John Alfred Broaddus Jr. (July 8, 1939 – October 26, 2025) was an American banker and the sixth president of the Federal Reserve Bank of Richmond, headquarters of the Fifth District of the Federal Reserve System serving the District of Columbia, Maryland, North Carolina, South Carolina, Virginia, and most of West Virginia with the exception of the Northern Panhandle.

Broaddus succeeded Robert P. Black and served as the Richmond Fed's president from January 1, 1993, until his retirement on July 31, 2004. He was succeeded as president by Jeffrey M. Lacker.

==Education==
Broaddus attended Thomas Jefferson High School (Richmond, Virginia), and in 2012 he was honored by Richmond Public Schools as an outstanding alumnus of the city's school system.
Broaddus received a bachelor's degree in political science from Washington and Lee University in 1961. At W & L he was elected to Omicron Delta Kappa and Phi Beta Kappa. He studied abroad in France with a Fulbright Fellowship and received a graduate degree from the Center for Advanced European Studies at the University of Strasbourg before earning a master's degree and doctorate in economics from Indiana University Bloomington. He was awarded an honorary Doctor of Laws degree from Washington and Lee in 1993 and a Distinguished Alumnus Award from Indiana University in 1996.

==Bibliography==
In 2000, he spoke about the European Monetary Union (EMU) at Davidson College, and his speech was reprinted for the University of Richmond's Journal of Law and Business.
He co-authored "Sustaining Price Stability" with Marvin Goodfriend in 2004. Also in 2004 for the Federal Reserve Bank of Richmond's Economic Quarterly, he wrote "Macroeconomic Principles and Monetary Policy". Other FRB Richmond publications include in 2003 "Monetary Policy in a Low Inflation Environment" and in 2001 "Transparency in the Practice of Monetary Policy." Many of his speeches and articles may be read and downloaded from the Federal Reserve Bank of Richmond website.

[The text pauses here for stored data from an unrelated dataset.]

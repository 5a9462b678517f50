//! Cache entry entity model for Sea-ORM database interaction.
//!
//! This module defines the database schema representation used by
//! `DatabaseCache` to keep serialized listing results in a plain table.

use sea_orm::entity::prelude::*;

/// Sea-ORM entity model representing one cached listing.
///
/// # Database Schema
///
/// | Column      | Type                    | Description                          |
/// |-------------|-------------------------|--------------------------------------|
/// | cache_key   | TEXT (Primary Key)      | Structured cache key                 |
/// | data        | BYTEA                   | MessagePack serialized listing       |
/// | expiry_date | TIMESTAMPTZ             | Entry expiration timestamp           |
///
/// # Usage
///
/// This entity is used internally by `DatabaseCache`; callers normally go
/// through `QueryCache` and never touch it directly.
#[derive(Clone, Debug, PartialEq, Eq, DeriveEntityModel)]
#[sea_orm(table_name = "cache_entries")]
pub struct Model {
    /// The cache key, see `CacheKey`.
    #[sea_orm(primary_key, auto_increment = false, column_type = "Text")]
    pub cache_key: String,

    /// The serialized listing stored as a binary blob.
    pub data: Vec<u8>,

    /// When the entry stops being served. Rows past this instant are treated
    /// as absent and removed by `DatabaseCache::delete_expired`.
    pub expiry_date: DateTimeWithTimeZone,
}

#[derive(Copy, Clone, Debug, EnumIter, DeriveRelation)]
pub enum Relation {}

impl ActiveModelBehavior for ActiveModel {}
pub use sea_orm_migration::prelude::*;

mod m20240101_000001_create_account_tables;
mod m20240101_000002_create_catalog_tables;
mod m20240101_000003_create_cache_table;

pub struct Migrator;

#[async_trait::async_trait]
impl MigratorTrait for Migrator {
    // Override the name of migration table to avoid conflicts
    fn migration_table_name() -> sea_orm::DynIden {
        Alias::new("bookstore_seaorm_migrations").into_iden()
    }

    fn migrations() -> Vec<Box<dyn MigrationTrait>> {
        vec![
            Box::new(m20240101_000001_create_account_tables::Migration),
            Box::new(m20240101_000002_create_catalog_tables::Migration),
            Box::new(m20240101_000003_create_cache_table::Migration),
        ]
    }
}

==Civic service and corporate boards==
He was the 2004 commencement speaker at Hampden-Sydney College.
He served as a trustee for Virginia Commonwealth University and was a member of the advisory board for VCU Massey Cancer Center at VCU Medical Center. He was a board member for Albemarle Corp., Faison Enterprises, Inc., Markel Corporation, Owens & Minor and T. Rowe Price. He was a member of the Economic Advisory Panel for the Federal Reserve Bank of New York.

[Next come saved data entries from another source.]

pub mod apps;
pub mod config;
pub mod daemon;
pub mod deferred;
pub mod init;
pub mod policy;
pub mod post;
pub mod release;

use chrono::NaiveDateTime;

/// Parse an `--at` local wall-clock instant, defaulting to now.
///
/// Accepts `YYYY-MM-DDTHH:MM[:SS]` and `YYYY-MM-DD HH:MM[:SS]`.
pub fn parse_at(at: Option<&str>) -> anyhow::Result<NaiveDateTime> {
    let Some(s) = at else {
        return Ok(chrono::Local::now().naive_local());
    };
    const FORMATS: [&str; 4] = [
        "%Y-%m-%dT%H:%M:%S",
        "%Y-%m-%dT%H:%M",
        "%Y-%m-%d %H:%M:%S",
        "%Y-%m-%d %H:%M",
    ];
    FORMATS
        .iter()
        .find_map(|f| NaiveDateTime::parse_from_str(s.trim(), f).ok())
        .ok_or_else(|| anyhow::anyhow!("invalid --at '{s}': expected YYYY-MM-DDTHH:MM"))
}

#[cfg(test)]
mod tests {
    use super::*;
    use chrono::{Datelike, Timelike, Weekday};

    #[test]
    fn parse_at_accepts_both_separators() {
        let a = parse_at(Some("2024-01-01T10:00")).unwrap();
        let b = parse_at(Some("2024-01-01 10:00:00")).unwrap();
        assert_eq!(a, b);
        assert_eq!(a.weekday(), Weekday::Mon);
        assert_eq!(a.hour(), 10);
    }

    #[test]
    fn parse_at_rejects_garbage() {
        assert!(parse_at(Some("monday morning")).is_err());
    }
}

He held civic leadership posts for the Richmond Renaissance executive committee and the Virginia Historical Society’s board of directors. He was formerly chairman of United Way in Richmond and a member of the World Affairs Council of Greater Richmond, the American Civil War Center at Historic Tredegar, the Virginia Council on Economic Education, and Venture Richmond. He was a founding board member of Richmond Memorial Health Foundation (RMHF), and VCU Investment Management Company. He has served on the board of St. Christopher's School and served on the board of the Tredegar National Civil War Center Foundation and the boards of associates of Gallaudet University and the University of Richmond.

==Biography==
Broaddus was a native of Richmond, Virginia. He served in the United States Army from 1962 to 1964. He was a US Official Researcher at the Defense Intelligence Agency from 1964 to 1966. He returned to Richmond to join the Federal Reserve Bank of Richmond's Research Department as a staff economist in 1970. He became assistant vice president from 1972 to 1975 and vice president between 1975 and 1985. He was promoted to research director and senior vice president in 1985. During his tenure at the Richmond Fed he participated in the Federal Open Market Committee (FOMC) meetings. He was known to be a "hawk on inflation." On March 10, 1993, he spoke before the Committee on Banking, Housing, and Urban Affairs at the United States Senate.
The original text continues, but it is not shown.